Falling late this year on March 1, the holiday coincided almost exactly with the final bottoming out of the omicron surge. Over the 78-day wave, nearly 450,000 Louisianians – almost 10% of the state’s population – were diagnosed with the virus, and far more were likely infected without ever getting a test to confirm their illness.
There were roughly 67% more known cases than there were in last summer’s delta wave, which had previously set records for infections and lasted a full month longer than the omicron surge.
And nearly four weeks later, when hospitalizations would have illuminated the potential human cost of such a large gathering, Louisiana is still in a good place, though most experts are tempering their optimism with the knowledge that another surge is likely.
“Where we are right now is objectively the best place we’ve been in the entire pandemic,” said Kanter. “What’s ahead, it’s tough to say.”
Statewide cases are at their lowest level since the first days of the pandemic, when testing was scarce and limited to those in the direst need of a diagnosis. Only 485 cases were reported in Louisiana for the week ending on Friday, about 1% of the number of cases reported in a single day during the peak of the omicron wave in late January.
And the trend seems to have staying power, for now. The last time the state reported more than 1,000 cases over the course of a week was for the seven days ending March 14. Even during prior lulls, the state hadn’t been able to maintain case counts that low for more than a few days at a time.
Minor uptick
New Orleans itself saw what appears to be a very brief, minor uptick that likely can be traced back to Carnival. Cases had been falling rapidly since the omicron wave crested in the city at 6,087 cases per week on Jan. 25, hitting a low of 211 on Fat Tuesday. Exactly one week later, that figure had bumped up to 340, a small count by historic standards.

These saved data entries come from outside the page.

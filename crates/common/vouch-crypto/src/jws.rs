use base64::{engine::general_purpose::URL_SAFE_NO_PAD, Engine};
use serde::{de::DeserializeOwned, Deserialize, Serialize};
use thiserror::Error;

use crate::Algorithm;

/// Separator between the three compact segments.
pub const SEGMENT_SEPARATOR: char = '.';

/// Error types for compact JWS operations
#[derive(Error, Debug)]
pub enum JwsError {
    #[error("failed to serialize JWS header or payload: {0}")]
    Serialization(#[source] serde_json::Error),

    #[error("invalid JWS structure: expected 3 parts separated by '.', found {actual_parts} parts")]
    IncorrectJwsPartsCount { actual_parts: usize },

    #[error("JWS {segment} segment is empty")]
    EmptySegment { segment: Segment },

    #[error("JWS {segment} segment is not valid base64url: {source}")]
    Base64 {
        segment: Segment,
        #[source]
        source: base64::DecodeError,
    },

    #[error("JWS {segment} segment is not a valid JSON object: {source}")]
    Json {
        segment: Segment,
        #[source]
        source: serde_json::Error,
    },
}

/// Result type for JWS operations
pub type Result<T> = std::result::Result<T, JwsError>;

/// Names the compact segment a decoding error belongs to.
#[derive(Debug, Clone, Copy, PartialEq, Eq)]
pub enum Segment {
    Header,
    Payload,
    Signature,
}

impl std::fmt::Display for Segment {
    fn fmt(&self, f: &mut std::fmt::Formatter<'_>) -> std::fmt::Result {
        match self {
            Segment::Header => f.write_str("header"),
            Segment::Payload => f.write_str("payload"),
            Segment::Signature => f.write_str("signature"),
        }
    }
}

/// JWS Header structure
#[derive(Debug, Clone, PartialEq, Eq, Serialize, Deserialize)]
pub struct JwsHeader {
    pub alg: String,
    #[serde(default, skip_serializing_if = "Option::is_none")]
    pub typ: Option<String>,
}

impl JwsHeader {
    /// Header for a JWT signed with `alg`.
    pub fn jwt(alg: Algorithm) -> Self {
        Self {
            alg: alg.as_str().to_string(),
            typ: Some("JWT".to_string()),
        }
    }
}

/// Base64url-encode the compact JSON form of `value`.
///
/// `serde_json` writes struct fields in declaration order with no whitespace,
/// so the same value always produces the same segment.
pub fn encode_segment<T: Serialize>(value: &T) -> Result<String> {
    let json = serde_json::to_vec(value).map_err(JwsError::Serialization)?;
    Ok(URL_SAFE_NO_PAD.encode(json))
}

/// Produce a compact JWS `header.payload.signature`.
///
/// `sign` receives the exact UTF-8 bytes of `header_b64 + "." + payload_b64`
/// and returns raw signature bytes.
pub fn sign_compact<P, F>(header: &JwsHeader, payload: &P, sign: F) -> Result<String>
where
    P: Serialize,
    F: FnOnce(&[u8]) -> Vec<u8>,
{
    let header_b64 = encode_segment(header)?;
    let payload_b64 = encode_segment(payload)?;
    let signing_input = format!("{}{}{}", header_b64, SEGMENT_SEPARATOR, payload_b64);

    let signature = sign(signing_input.as_bytes());
    let signature_b64 = URL_SAFE_NO_PAD.encode(signature);

    Ok(format!("{}{}{}", signing_input, SEGMENT_SEPARATOR, signature_b64))
}

/// A compact JWS split into its parts.
///
/// The original encoded segments are retained: the signature covers those
/// exact bytes, never a re-serialization of the decoded header or payload.
#[derive(Debug, Clone)]
pub struct CompactJws {
    header_b64: String,
    payload_b64: String,
    pub header: JwsHeader,
    pub payload: Vec<u8>,
    pub signature: Vec<u8>,
}

impl CompactJws {
    /// Split and decode a compact JWS. Does not verify the signature.
    pub fn parse(token: &str) -> Result<Self> {
        let parts: Vec<&str> = token.split(SEGMENT_SEPARATOR).collect();
        if parts.len() != 3 {
            return Err(JwsError::IncorrectJwsPartsCount {
                actual_parts: parts.len(),
            });
        }

        let header_bytes = decode_segment(parts[0], Segment::Header)?;
        let payload = decode_segment(parts[1], Segment::Payload)?;
        let signature = decode_segment(parts[2], Segment::Signature)?;

        let header: JwsHeader = serde_json::from_slice(&header_bytes).map_err(|source| {
            JwsError::Json {
                segment: Segment::Header,
                source,
            }
        })?;

        Ok(Self {
            header_b64: parts[0].to_string(),
            payload_b64: parts[1].to_string(),
            header,
            payload,
            signature,
        })
    }

    /// The bytes the signature was computed over.
    pub fn signing_input(&self) -> String {
        format!("{}{}{}", self.header_b64, SEGMENT_SEPARATOR, self.payload_b64)
    }

    /// Deserialize the decoded payload as JSON.
    pub fn payload_json<T: DeserializeOwned>(&self) -> Result<T> {
        serde_json::from_slice(&self.payload).map_err(|source| JwsError::Json {
            segment: Segment::Payload,
            source,
        })
    }
}

fn decode_segment(segment_b64: &str, segment: Segment) -> Result<Vec<u8>> {
    if segment_b64.is_empty() {
        return Err(JwsError::EmptySegment { segment });
    }
    URL_SAFE_NO_PAD
        .decode(segment_b64)
        .map_err(|source| JwsError::Base64 { segment, source })
}

#[cfg(test)]
mod tests {
    use super::*;
    use assert_matches::assert_matches;
    use serde_json::json;

    #[test]
    fn header_encoding_is_canonical() {
        let header = JwsHeader::jwt(Algorithm::ES256K);
        assert_eq!(
            encode_segment(&header).unwrap(),
            URL_SAFE_NO_PAD.encode(br#"{"alg":"ES256K","typ":"JWT"}"#)
        );
    }

    #[test]
    fn sign_fn_sees_exact_signing_input() {
        let header = JwsHeader::jwt(Algorithm::EdDSA);
        let mut seen = Vec::new();
        let token = sign_compact(&header, &json!({"iss": "a"}), |input| {
            seen = input.to_vec();
            vec![7u8; 64]
        })
        .unwrap();

        let parsed = CompactJws::parse(&token).unwrap();
        assert_eq!(parsed.signing_input().as_bytes(), seen.as_slice());
        assert_eq!(parsed.signature, vec![7u8; 64]);
        assert_eq!(parsed.header, header);
    }

    #[test]
    fn wrong_part_count() {
        assert_matches!(
            CompactJws::parse("a.b"),
            Err(JwsError::IncorrectJwsPartsCount { actual_parts: 2 })
        );
        assert_matches!(
            CompactJws::parse("a.b.c.d"),
            Err(JwsError::IncorrectJwsPartsCount { actual_parts: 4 })
        );
    }

    #[test]
    fn padded_or_invalid_segment_rejected() {
        let header = encode_segment(&JwsHeader::jwt(Algorithm::ES256K)).unwrap();
        let token = format!("{}.e30=.AAAA", header);
        assert_matches!(
            CompactJws::parse(&token),
            Err(JwsError::Base64 { segment: Segment::Payload, .. })
        );
    }

    #[test]
    fn header_must_be_json_object() {
        let token = format!("{}.e30.AAAA", URL_SAFE_NO_PAD.encode(b"not json"));
        assert_matches!(
            CompactJws::parse(&token),
            Err(JwsError::Json { segment: Segment::Header, .. })
        );
    }
}
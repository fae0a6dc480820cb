use assert_matches::assert_matches;
use base64::{engine::general_purpose::URL_SAFE_NO_PAD, Engine};
use chrono::{DateTime, Duration, TimeZone, Utc};
use serde_json::{json, Map, Value};
use std::sync::Arc;
use vouch_crypto::{sign_compact, JwsHeader, SignatureError};
use vouch_identity::token::{self, CredentialClaims};
use vouch_identity::{
    verify, Algorithm, Credential, CredentialBuilder, CredentialError, InvalidClockSkew, KeyPair,
    KeyType, MalformedToken, ResolveError, Resolver, VerificationError, Verifier, VerifierOptions,
    MAX_CLOCK_SKEW_SECS, MAX_LIFETIME_SECS,
};

fn issued_at() -> DateTime<Utc> {
    Utc.with_ymd_and_hms(2025, 10, 31, 12, 0, 0).unwrap()
}

fn github_activity() -> Map<String, Value> {
    let body = json!({
        "metric": "Commit Count",
        "period": "2025-10",
        "result": { "value": 142 },
    });
    match body {
        Value::Object(map) => map,
        _ => unreachable!(),
    }
}

fn issuer() -> KeyPair {
    KeyPair::derive(&[2u8; 32]).unwrap()
}

fn holder() -> KeyPair {
    KeyPair::derive(&[3u8; 32]).unwrap()
}

fn credential(issuer: &KeyPair, subject: &KeyPair) -> Credential {
    CredentialBuilder::new(
        issuer.did.as_str(),
        subject.did.as_str(),
        "GithubActivity",
        github_activity(),
        issued_at(),
    )
    .credential_type("RndPerformanceCredential")
    .build()
    .unwrap()
}

fn verifier() -> Verifier {
    Verifier::new(Arc::new(Resolver::default()))
}

fn segments(token: &str) -> Vec<String> {
    token.split('.').map(str::to_string).collect()
}

#[test]
fn issue_and_verify_round_trip() {
    let (iss, sub) = (issuer(), holder());
    assert_eq!(
        iss.did.as_str(),
        "did:key:zQ3shScWratmosu8R95gHDdPPypPdxht5hkJ16K2Pv7NWWW4m"
    );

    let token = token::issue(&credential(&iss, &sub), &iss).unwrap();
    let verified = verifier()
        .verify_at(&token, issued_at() + Duration::minutes(1))
        .unwrap();

    assert_eq!(verified.issuer_key.key_type, KeyType::Secp256k1);
    assert_eq!(verified.issuer_key.public_key, iss.public_key());
    assert_eq!(verified.header.alg, "ES256K");

    let vc = verified.credential;
    assert_eq!(vc.issuer, iss.did);
    assert_eq!(vc.credential_subject.id, sub.did);
    assert_eq!(vc.credential_type(), Some("RndPerformanceCredential"));
    assert_eq!(vc.issuance_date, issued_at());

    let achievement = &vc.credential_subject.achievement;
    assert_eq!(achievement.claim_type, "GithubActivity");
    assert_eq!(achievement.body["metric"], "Commit Count");
    assert_eq!(achievement.body["period"], "2025-10");
    assert_eq!(achievement.body["result"]["value"], 142);
}

#[test]
fn wire_layout() {
    let (iss, sub) = (issuer(), holder());
    let token = token::issue(&credential(&iss, &sub), &iss).unwrap();
    let parts = segments(&token);
    assert_eq!(parts.len(), 3);

    let header = URL_SAFE_NO_PAD.decode(&parts[0]).unwrap();
    assert_eq!(header, br#"{"alg":"ES256K","typ":"JWT"}"#);

    let payload: Value = serde_json::from_slice(&URL_SAFE_NO_PAD.decode(&parts[1]).unwrap()).unwrap();
    let keys: Vec<&str> = payload.as_object().unwrap().keys().map(String::as_str).collect();
    assert_eq!(keys, ["iss", "sub", "iat", "nbf", "vc"]);
    assert_eq!(payload["iat"], issued_at().timestamp());
    assert_eq!(payload["nbf"], issued_at().timestamp());
    assert_eq!(
        payload["vc"],
        json!({
            "@context": ["https://www.w3.org/2018/credentials/v1"],
            "type": ["VerifiableCredential", "RndPerformanceCredential"],
            "credentialSubject": {
                "achievement": {
                    "type": "GithubActivity",
                    "metric": "Commit Count",
                    "period": "2025-10",
                    "result": { "value": 142 }
                }
            }
        })
    );

    assert_eq!(URL_SAFE_NO_PAD.decode(&parts[2]).unwrap().len(), 64);
}

#[test]
fn issuing_is_deterministic_for_same_inputs() {
    let (iss, sub) = (issuer(), holder());
    let a = token::issue(&credential(&iss, &sub), &iss).unwrap();
    let b = token::issue(&credential(&iss, &sub), &iss).unwrap();
    // RFC 6979 nonces make ECDSA signatures deterministic too.
    assert_eq!(a, b);
}

#[test]
fn any_signature_bit_flip_is_rejected() {
    let (iss, sub) = (issuer(), holder());
    let token = token::issue(&credential(&iss, &sub), &iss).unwrap();
    let parts = segments(&token);
    let signature = URL_SAFE_NO_PAD.decode(&parts[2]).unwrap();
    let verifier = verifier();
    let now = issued_at();

    for bit in 0..signature.len() * 8 {
        let mut flipped = signature.clone();
        flipped[bit / 8] ^= 1 << (bit % 8);
        let forged = format!(
            "{}.{}.{}",
            parts[0],
            parts[1],
            URL_SAFE_NO_PAD.encode(&flipped)
        );
        assert_matches!(
            verifier.verify_at(&forged, now),
            Err(VerificationError::SignatureInvalid(_)),
            "bit {} was not detected",
            bit
        );
    }
}

#[test]
fn substituted_payload_is_rejected() {
    let (iss, sub) = (issuer(), holder());
    let token = token::issue(&credential(&iss, &sub), &iss).unwrap();
    let parts = segments(&token);

    let mut claims = CredentialClaims::from(&credential(&iss, &sub));
    claims.vc.credential_subject.achievement.body["result"]["value"] = json!(9001);
    let payload = URL_SAFE_NO_PAD.encode(serde_json::to_vec(&claims).unwrap());
    let forged = format!("{}.{}.{}", parts[0], payload, parts[2]);

    assert_matches!(
        verifier().verify_at(&forged, issued_at()),
        Err(VerificationError::SignatureInvalid(SignatureError::Mismatch))
    );
}

#[test]
fn wrong_issuer_key_is_rejected() {
    let (iss, sub) = (issuer(), holder());
    let impostor = KeyPair::generate();
    // Claims name `iss` but are signed by someone else.
    let token = token::sign(&credential(&iss, &sub), Algorithm::ES256K, |input| {
        impostor.sign(input)
    })
    .unwrap();

    assert_matches!(
        verifier().verify_at(&token, issued_at()),
        Err(VerificationError::SignatureInvalid(_))
    );
}

#[test]
fn unregistered_method_is_unresolvable() {
    let (iss, sub) = (issuer(), holder());
    let mut claims = CredentialClaims::from(&credential(&iss, &sub));
    claims.iss = "did:web:issuer.example".to_string();
    let token = sign_compact(&JwsHeader::jwt(Algorithm::ES256K), &claims, |input| {
        iss.sign(input)
    })
    .unwrap();

    assert_matches!(
        verifier().verify_at(&token, issued_at()),
        Err(VerificationError::UnresolvableIssuer { issuer, source: ResolveError::UnsupportedMethod(m) })
            if issuer == "did:web:issuer.example" && m == "web"
    );

    // Same outcome for a registered-looking method when the registry is empty.
    let token = token::issue(&credential(&iss, &sub), &iss).unwrap();
    let empty = Verifier::new(Arc::new(Resolver::new([])));
    let err = empty.verify_at(&token, issued_at()).unwrap_err();
    assert_eq!(err.reason(), "unresolvable_issuer");
}

#[test]
fn malformed_issuer_is_unresolvable() {
    let (iss, sub) = (issuer(), holder());
    let mut claims = CredentialClaims::from(&credential(&iss, &sub));
    claims.iss = "did:key:zNotAKey".to_string();
    let token = sign_compact(&JwsHeader::jwt(Algorithm::ES256K), &claims, |input| {
        iss.sign(input)
    })
    .unwrap();

    assert_matches!(
        verifier().verify_at(&token, issued_at()),
        Err(VerificationError::UnresolvableIssuer {
            source: ResolveError::MalformedIdentifier(_),
            ..
        })
    );
}

#[test]
fn structural_damage_is_malformed() {
    let (iss, sub) = (issuer(), holder());
    let token = token::issue(&credential(&iss, &sub), &iss).unwrap();
    let parts = segments(&token);
    let verifier = verifier();
    let now = issued_at();

    let truncated_payload = format!("{}.{}.{}", parts[0], &parts[1][..parts[1].len() / 2], parts[2]);
    let two_parts = format!("{}.{}", parts[0], parts[1]);
    let empty_signature = format!("{}.{}.", parts[0], parts[1]);
    let not_json = format!(
        "{}.{}.{}",
        parts[0],
        URL_SAFE_NO_PAD.encode(b"vouch"),
        parts[2]
    );

    for bad in [
        truncated_payload.as_str(),
        two_parts.as_str(),
        empty_signature.as_str(),
        not_json.as_str(),
        "",
        "a.b.c.d",
    ] {
        let err = verifier.verify_at(bad, now).unwrap_err();
        assert_matches!(err, VerificationError::MalformedToken(_), "token {:?}", bad);
        assert_eq!(err.reason(), "malformed_token");
    }
}

#[test]
fn payload_truncated_by_one_character_fails_to_parse() {
    let (iss, sub) = (issuer(), holder());
    let token = token::issue(&credential(&iss, &sub), &iss).unwrap();
    let parts = segments(&token);
    let truncated = format!(
        "{}.{}.{}",
        parts[0],
        &parts[1][..parts[1].len() - 1],
        parts[2]
    );

    assert!(token::parse(&token).is_ok());
    assert!(token::parse(&truncated).is_err());
    assert_matches!(
        verifier().verify_at(&truncated, issued_at()),
        Err(VerificationError::MalformedToken(_))
    );
}

#[test]
fn missing_claims_are_malformed() {
    let iss = issuer();
    let token = sign_compact(
        &JwsHeader::jwt(Algorithm::ES256K),
        &json!({"iss": iss.did.as_str(), "iat": 1}),
        |input| iss.sign(input),
    )
    .unwrap();

    assert_matches!(
        token::parse(&token),
        Err(MalformedToken::MissingClaim("sub"))
    );
}

#[test]
fn unknown_algorithm_is_rejected() {
    let (iss, sub) = (issuer(), holder());
    let claims = CredentialClaims::from(&credential(&iss, &sub));
    let header = JwsHeader {
        alg: "HS256".to_string(),
        typ: Some("JWT".to_string()),
    };
    let token = sign_compact(&header, &claims, |input| iss.sign(input)).unwrap();

    assert_matches!(
        verifier().verify_at(&token, issued_at()),
        Err(VerificationError::UnsupportedAlgorithm(alg)) if alg == "HS256"
    );
}

#[test]
fn algorithm_key_mismatch_is_signature_invalid() {
    let (iss, sub) = (issuer(), holder());
    let claims = CredentialClaims::from(&credential(&iss, &sub));
    let token = sign_compact(&JwsHeader::jwt(Algorithm::EdDSA), &claims, |input| {
        iss.sign(input)
    })
    .unwrap();

    assert_matches!(
        verifier().verify_at(&token, issued_at()),
        Err(VerificationError::SignatureInvalid(SignatureError::KeyTypeMismatch { .. }))
    );
}

#[test]
fn future_issuance_is_not_yet_valid() {
    let (iss, sub) = (issuer(), holder());
    let token = token::issue(&credential(&iss, &sub), &iss).unwrap();
    let now = issued_at() - Duration::minutes(10);

    let err = verifier().verify_at(&token, now).unwrap_err();
    assert_matches!(
        &err,
        VerificationError::NotYetValid { valid_from, .. } if *valid_from == issued_at()
    );
    assert_eq!(err.reason(), "not_yet_valid");

    // Small drift is tolerated.
    assert!(verifier()
        .verify_at(&token, issued_at() - Duration::minutes(4))
        .is_ok());
}

#[test]
fn expiry_is_enforced_with_skew() {
    let (iss, sub) = (issuer(), holder());
    let expires_at = issued_at() + Duration::hours(1);
    let credential = CredentialBuilder::new(
        iss.did.as_str(),
        sub.did.as_str(),
        "GithubActivity",
        github_activity(),
        issued_at(),
    )
    .expires_at(expires_at)
    .build()
    .unwrap();
    let token = token::issue(&credential, &iss).unwrap();
    let verifier = verifier();

    assert!(verifier.verify_at(&token, expires_at - Duration::seconds(1)).is_ok());
    assert!(verifier.verify_at(&token, expires_at + Duration::minutes(2)).is_ok());
    assert_matches!(
        verifier.verify_at(&token, expires_at + Duration::minutes(6)),
        Err(VerificationError::Expired { expired_at, .. }) if expired_at == expires_at
    );

    let strict = verifier
        .clone()
        .with_options(VerifierOptions::with_clock_skew(0).unwrap());
    assert_matches!(
        strict.verify_at(&token, expires_at),
        Err(VerificationError::Expired { .. })
    );
}

#[test]
fn clock_skew_is_bounded() {
    for secs in [-600, -1, MAX_CLOCK_SKEW_SECS + 1, i64::MAX, i64::MIN] {
        assert_eq!(
            VerifierOptions::with_clock_skew(secs),
            Err(InvalidClockSkew(secs))
        );
    }
    let widest = VerifierOptions::with_clock_skew(MAX_CLOCK_SKEW_SECS).unwrap();
    assert_eq!(widest.clock_skew(), Duration::days(1));

    let (iss, sub) = (issuer(), holder());
    let token = token::issue(&credential(&iss, &sub), &iss).unwrap();
    let verifier = verifier().with_options(widest);
    assert!(verifier.verify_at(&token, issued_at()).is_ok());
    assert!(verifier
        .verify_at(&token, issued_at() - Duration::hours(23))
        .is_ok());
}

#[test]
fn window_check_saturates_at_extreme_clocks() {
    let (iss, sub) = (issuer(), holder());
    let lasting = CredentialBuilder::new(
        iss.did.as_str(),
        sub.did.as_str(),
        "GithubActivity",
        github_activity(),
        issued_at(),
    )
    .expires_in(3600)
    .build()
    .unwrap();
    let open_ended = token::issue(&credential(&iss, &sub), &iss).unwrap();
    let expiring = token::issue(&lasting, &iss).unwrap();
    let verifier = verifier();

    assert!(verifier.verify_at(&open_ended, DateTime::<Utc>::MAX_UTC).is_ok());
    assert_matches!(
        verifier.verify_at(&expiring, DateTime::<Utc>::MAX_UTC),
        Err(VerificationError::Expired { .. })
    );
    assert_matches!(
        verifier.verify_at(&expiring, DateTime::<Utc>::MIN_UTC),
        Err(VerificationError::NotYetValid { .. })
    );
}

#[test]
fn lifetimes_are_bounded() {
    let (iss, sub) = (issuer(), holder());
    let builder = CredentialBuilder::new(
        iss.did.as_str(),
        sub.did.as_str(),
        "GithubActivity",
        github_activity(),
        issued_at(),
    );

    let vc = builder.clone().expires_in(3600).build().unwrap();
    assert_eq!(vc.expiration_date, Some(issued_at() + Duration::hours(1)));
    let vc = builder.clone().expires_in(MAX_LIFETIME_SECS).build().unwrap();
    assert!(vc.expiration_date.is_some());

    for secs in [0, -1, -3600, MAX_LIFETIME_SECS + 1, i64::MAX, i64::MIN] {
        assert_matches!(
            builder.clone().expires_in(secs).build(),
            Err(CredentialError::InvalidLifetime(s)) if s == secs
        );
    }
}

#[test]
fn ed25519_issuer_round_trip() {
    let iss = KeyPair::derive_with(KeyType::Ed25519, &[9u8; 32]).unwrap();
    let sub = KeyPair::generate_with(KeyType::Ed25519);
    let credential = CredentialBuilder::new(
        iss.did.as_str(),
        sub.did.as_str(),
        "SaaSActivity",
        Map::new(),
        Utc::now(),
    )
    .build()
    .unwrap();

    let token = token::issue(&credential, &iss).unwrap();
    let parsed = token::parse(&token).unwrap();
    assert_eq!(parsed.header().alg, "EdDSA");

    let verified = verify(&token, &Resolver::default()).unwrap();
    assert_eq!(verified.issuer_key.key_type, KeyType::Ed25519);
    assert_eq!(verified.credential.credential_subject.id, sub.did);
    assert_eq!(
        verified.credential.credential_type(),
        Some("AchievementCredential")
    );
}

#[test]
fn optional_claims_survive_verification() {
    let (iss, sub) = (issuer(), holder());
    let credential = CredentialBuilder::new(
        iss.did.as_str(),
        sub.did.as_str(),
        "B2BContract",
        github_activity(),
        issued_at(),
    )
    .id("urn:uuid:3978344f-8596-4c3a-a978-8fcaba3903c5")
    .context("https://vouch.example/contexts/achievement/v1")
    .build()
    .unwrap();
    let token = token::issue(&credential, &iss).unwrap();

    let verified = verifier().verify_at(&token, issued_at()).unwrap();
    assert_eq!(verified.credential, credential);
}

“It wasn’t much of a blip and it came right back down again,” said Susan Hassig, an epidemiologist at Tulane University.
After two weeks hovering in that range, case counts began to drop again last week. As of Friday, the city had reported only 136 cases over seven days, putting new infections roughly in line with other low points during the pandemic.
The metrics for tracking the most severe infections are also now at historic lows. Only 109 people were hospitalized with COVID on Thursday, continuing a 10-day streak in which hospitalizations have been at record lows. Only 8 people were on ventilators, typically only required for the most dire cases.
Deaths caused by the virus have also fallen to historically low levels, though delays in reporting often mean weeks-long delays in assessing their impact. About 1,635 people died during the omicron wave in Louisiana, just over half the toll taken by delta. Roughly eight new deaths were reported each day over the past week.
How long will the low last?
Over the short term, Louisiana can likely expect a couple more months of low cases and hospitalizations, at least through Jazz Fest in early May, said Hassig. But another surge is in the future, most health experts agree. The question is whether that will be due to BA.2, a cousin of an earlier version of omicron, or the next variant – a rho, sigma or tau, perhaps.
“I can't help but think we’re going to see something in summer,” said Hassig. “As it gets hot, people are going to go inside in the air conditioning. And we’ve had a spike the last two summers.”
The BA.2 version of omicron is gaining ground in Europe, where it’s causing an increase in cases. Some experts say that's not likely to happen in Louisiana. Omicron has infected so much of the population that it offers a buffer of immunity, said Jeremy Kamil, a virologist at LSU Health Shreveport.
“Someone who has recently recovered from any omicron infection … they’re going to be resistant to infection from any previous variant, especially if they’ve been vaccinated,” said Kamil. “If you caught BA.1, you're unlikely to be a good home for BA.2.”
But that buffer may start to wane during the hottest parts of summer. At the same time, Louisiana’s large unvaccinated population – about 47%, compared to 34% nationwide – creates fertile ground for a new variant.
“We know that the virus is going to try to find a way out of the corner that our immune system pushes it into,” said Kamil. ‘We just don’t know what the next one will look like and how dangerous it’ll be when it finds its way out of that corner."